Un'ultima dote caratteriale necessaria è la capacità di tollerare le frustrazioni.
Sé infatti la comunità è adatta principalmente per il trattamento di pazienti che attraversano una fase sintomatica remissiva, e che posseggono potenzialità esplorabili dal trattamento comunitario, esse spesso propongono progetti riabilitativi a pazienti il cui disagio si è consolidato in coronicità , e per i quali la speranza di una guarigione "sociale" è un risultato
sperabile, ma non facilmente ottenibile.
Solo adottando una diversa prospettiva filosofica e una maggiore sensibilità etica , non anteponedo le proprie aspettative terapeutiche alle reali possibilità evolutive dell'ospite,si eviterà di andare incontro a un senso di frustrazione e inutilità.
Bisognerà quindi rinunciare ai valori produttivistico efficientisti insiti nella cultura diffusa e guardare al disturbo come mero problema esistenziale.

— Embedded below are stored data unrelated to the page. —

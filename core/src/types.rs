//! Shared primitive types used across the entire panel pipeline.

/// A stable, unique identifier for one area (e.g. a Borough GSS code).
pub type AreaId = String;

/// A panel month key in `YYYY-MM` form.
/// Lexicographic order on these keys equals chronological order.
pub type MonthKey = String;
//! Game rules
//!
//! Defaults reproduce the canonical 10x10 board with a 25 point budget.
//! Rule sets can be round-tripped through JSON so a host can ship variants.

use serde::{Deserialize, Serialize};

use crate::consts::*;
use crate::error::SettingsError;

/// Point budget and board geometry for one game
#[derive(Debug, Clone, Copy, PartialEq, Eq, Serialize, Deserialize)]
#[serde(default)]
pub struct Settings {
    /// Board side including the border ring (interior is `side - 2`)
    pub side: usize,
    /// Points the player starts with
    pub starting_points: u32,
    /// Points lost on a wrong guess; also the minimum balance to guess at all
    pub guess_cost: u32,
    /// Points charged for each border cell the first time a ray enters or exits there
    pub ray_cell_cost: u32,
}

impl Default for Settings {
    fn default() -> Self {
        Self {
            side: BOARD_SIDE,
            starting_points: STARTING_POINTS,
            guess_cost: GUESS_COST,
            ray_cell_cost: RAY_CELL_COST,
        }
    }
}

impl Settings {
    /// Check the rule values make a playable game
    pub fn validate(&self) -> Result<(), SettingsError> {
        if self.side < MIN_BOARD_SIDE {
            return Err(SettingsError::Invalid {
                field: "side",
                reason: format!("{} is below the minimum of {}", self.side, MIN_BOARD_SIDE),
            });
        }
        if self.side > MAX_BOARD_SIDE {
            return Err(SettingsError::Invalid {
                field: "side",
                reason: format!("{} is above the maximum of {}", self.side, MAX_BOARD_SIDE),
            });
        }
        if self.guess_cost == 0 {
            return Err(SettingsError::Invalid {
                field: "guess_cost",
                reason: "a free guess would let the player enumerate the board".to_string(),
            });
        }
        Ok(())
    }

    /// Parse and validate a rule set; missing fields fall back to defaults
    pub fn from_json(json: &str) -> Result<Self, SettingsError> {
        let settings: Settings = serde_json::from_str(json)?;
        settings.validate()?;
        log::info!(
            "Loaded settings: side={}, points={}, guess_cost={}, ray_cell_cost={}",
            settings.side,
            settings.starting_points,
            settings.guess_cost,
            settings.ray_cell_cost
        );
        Ok(settings)
    }

    pub fn to_json(&self) -> Result<String, SettingsError> {
        Ok(serde_json::to_string_pretty(self)?)
    }
}

#[cfg(test)]
mod tests {
    use super::*;

    #[test]
    fn test_default_is_canonical() {
        let settings = Settings::default();
        assert_eq!(settings.side, 10);
        assert_eq!(settings.starting_points, 25);
        assert_eq!(settings.guess_cost, 5);
        assert_eq!(settings.ray_cell_cost, 1);
        assert!(settings.validate().is_ok());
    }

    #[test]
    fn test_from_json_partial_uses_defaults() {
        let settings = Settings::from_json(r#"{ "side": 12, "starting_points": 40 }"#).unwrap();
        assert_eq!(settings.side, 12);
        assert_eq!(settings.starting_points, 40);
        assert_eq!(settings.guess_cost, GUESS_COST);
    }

    #[test]
    fn test_json_round_trip() {
        let settings = Settings {
            side: 8,
            ray_cell_cost: 2,
            ..Settings::default()
        };
        let json = settings.to_json().unwrap();
        assert_eq!(Settings::from_json(&json).unwrap(), settings);
    }

    #[test]
    fn test_rejects_tiny_board() {
        let err = Settings::from_json(r#"{ "side": 2 }"#).unwrap_err();
        assert!(matches!(err, SettingsError::Invalid { field: "side", .. }));
    }

    #[test]
    fn test_rejects_huge_board() {
        let err = Settings::from_json(r#"{ "side": 100000 }"#).unwrap_err();
        assert!(matches!(err, SettingsError::Invalid { field: "side", .. }));
        assert!(Settings::from_json(r#"{ "side": 256 }"#).is_ok());
    }

    #[test]
    fn test_rejects_free_guess() {
        let err = Settings::from_json(r#"{ "guess_cost": 0 }"#).unwrap_err();
        assert!(matches!(err, SettingsError::Invalid { field: "guess_cost", .. }));
    }

    #[test]
    fn test_rejects_malformed_json() {
        let err = Settings::from_json("{ side: ").unwrap_err();
        assert!(matches!(err, SettingsError::Json(_)));
    }
}
//! One game: point budget, charged border cells and atom guesses
//!
//! The session owns all mutable game state. Each shot runs the ray engine to
//! completion, then the charge is checked against the balance before
//! anything is committed, so a rejected shot or guess leaves no trace.

use std::collections::{BTreeMap, BTreeSet, HashSet};

use serde::{Deserialize, Serialize};

use super::grid::Grid;
use super::ray::{RayEngine, RayOutcome, ShotTrace};
use super::state::Position;
use crate::error::{GridError, SessionError};
use crate::renderer;
use crate::settings::Settings;

/// What the player sees after a shot
#[derive(Debug, Clone, Copy, PartialEq, Eq, Serialize, Deserialize)]
pub enum ShotResult {
    /// Not a border cell, or a corner; nothing charged
    InvalidOrigin,
    /// The entry/exit charge would use up the remaining balance; nothing charged
    InsufficientPoints,
    /// Absorbed by an atom
    Hit,
    /// Left the board here
    Exit(Position),
}

/// What the player sees after guessing an atom location
#[derive(Debug, Clone, Copy, PartialEq, Eq, Serialize, Deserialize)]
pub enum GuessResult {
    InsufficientPoints,
    AlreadyGuessedCorrect,
    AlreadyGuessedIncorrect,
    Correct,
    Incorrect,
}

#[derive(Debug, Clone)]
pub struct GameSession {
    settings: Settings,
    grid: Grid,
    /// Ground truth for guesses, kept apart from the grid's own copy
    atoms: BTreeSet<Position>,
    points: u32,
    /// Guessed cell -> whether it held an atom
    guesses: BTreeMap<Position, bool>,
    /// Border cells already billed as an entry or exit
    charged: HashSet<Position>,
    last_trace: Option<ShotTrace>,
}

impl GameSession {
    /// Canonical 10x10 game with atoms at the given interior cells
    pub fn new(atoms: &[Position]) -> Result<Self, SessionError> {
        Self::with_settings(Settings::default(), atoms)
    }

    pub fn with_settings(settings: Settings, atoms: &[Position]) -> Result<Self, SessionError> {
        settings.validate()?;
        let grid = Grid::new(settings.side, atoms).inspect_err(|e| {
            log::warn!("Rejected atom layout: {}", e);
        })?;
        Ok(Self::from_grid(settings, grid))
    }

    /// Game with `atom_count` atoms hidden at seeded random cells
    pub fn random(settings: Settings, atom_count: usize, seed: u64) -> Result<Self, SessionError> {
        settings.validate()?;
        let grid = Grid::random(settings.side, atom_count, seed)?;
        log::info!("Hid {} atoms with seed {}", atom_count, seed);
        Ok(Self::from_grid(settings, grid))
    }

    fn from_grid(settings: Settings, grid: Grid) -> Self {
        log::info!(
            "New game: {}x{} board, {} atoms, {} points",
            grid.side(),
            grid.side(),
            grid.atom_count(),
            settings.starting_points
        );
        Self {
            atoms: grid.atoms().collect(),
            points: settings.starting_points,
            settings,
            grid,
            guesses: BTreeMap::new(),
            charged: HashSet::new(),
            last_trace: None,
        }
    }

    /// Fire a ray from a border cell
    pub fn shoot(&mut self, row: usize, col: usize) -> ShotResult {
        let origin = Position::new(row, col);
        let Some(trace) = RayEngine::new(&self.grid).trace(origin) else {
            return ShotResult::InvalidOrigin;
        };

        let exit = match trace.outcome {
            RayOutcome::Exit(pos) => Some(pos),
            _ => None,
        };
        let mut fresh: Vec<Position> = Vec::with_capacity(2);
        for cell in std::iter::once(origin).chain(exit) {
            if !self.charged.contains(&cell) && !fresh.contains(&cell) {
                fresh.push(cell);
            }
        }

        // A zero balance rejects even a shot through cells already paid for;
        // a cost too large to represent is never affordable
        let cost = match (fresh.len() as u32).checked_mul(self.settings.ray_cell_cost) {
            Some(cost) if cost < self.points => cost,
            cost => {
                log::debug!(
                    "Shot from {} needs {:?} points, only {} left",
                    origin,
                    cost,
                    self.points
                );
                return ShotResult::InsufficientPoints;
            }
        };

        self.points -= cost;
        self.charged.extend(fresh);

        let result = match trace.outcome {
            RayOutcome::Exit(pos) => ShotResult::Exit(pos),
            _ => ShotResult::Hit,
        };
        self.last_trace = Some(trace);
        result
    }

    /// Guess that an atom sits at an interior cell
    pub fn guess_atom(&mut self, row: usize, col: usize) -> GuessResult {
        if self.points < self.settings.guess_cost {
            return GuessResult::InsufficientPoints;
        }

        let pos = Position::new(row, col);
        if let Some(&correct) = self.guesses.get(&pos) {
            return if correct {
                GuessResult::AlreadyGuessedCorrect
            } else {
                GuessResult::AlreadyGuessedIncorrect
            };
        }

        let correct = self.atoms.contains(&pos);
        self.guesses.insert(pos, correct);
        if correct {
            log::info!("Atom found at {}", pos);
            GuessResult::Correct
        } else {
            self.points -= self.settings.guess_cost;
            log::info!("No atom at {}, {} points left", pos, self.points);
            GuessResult::Incorrect
        }
    }

    pub fn score(&self) -> u32 {
        self.points
    }

    /// Atoms not yet correctly guessed
    pub fn atoms_remaining(&self) -> usize {
        self.atoms
            .iter()
            .filter(|&pos| self.guesses.get(pos) != Some(&true))
            .count()
    }

    /// Every atom has been found
    pub fn is_solved(&self) -> bool {
        self.atoms_remaining() == 0
    }

    pub fn grid(&self) -> &Grid {
        &self.grid
    }

    pub fn settings(&self) -> &Settings {
        &self.settings
    }

    /// Path of the most recent accepted shot
    pub fn last_trace(&self) -> Option<&ShotTrace> {
        self.last_trace.as_ref()
    }

    /// Interior board with atoms and the last shot's path
    pub fn render(&self) -> String {
        match &self.last_trace {
            Some(trace) => renderer::render_board(&self.grid, &trace.trajectory),
            None => renderer::render_board(&self.grid, &HashSet::new()),
        }
    }
}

Detto altrimenti: bisognerà curare senza guarire, guardare alla cronicità come un nuovo modo di vita caratterizzato sì dalla riduzione ad un codice comportamentale e a performance sociali più rigide e ridotte ,ma dotate di una loro fisionomia esistenziale.
Da quanto affermato è utile domandarsi : l'operatore di comunità è una professione impossibile?
Potremo rispondere affermativamente ma senza alcun sentimento di rinuncia se ci faremo pienamente e consapevolmente carico di questa impossibilità ,provvisti quindi di un sentimento di razionale utopia.
In fondo l'ospite con il suo sentimento di impossibilità non è questo che continuamente ci chiede?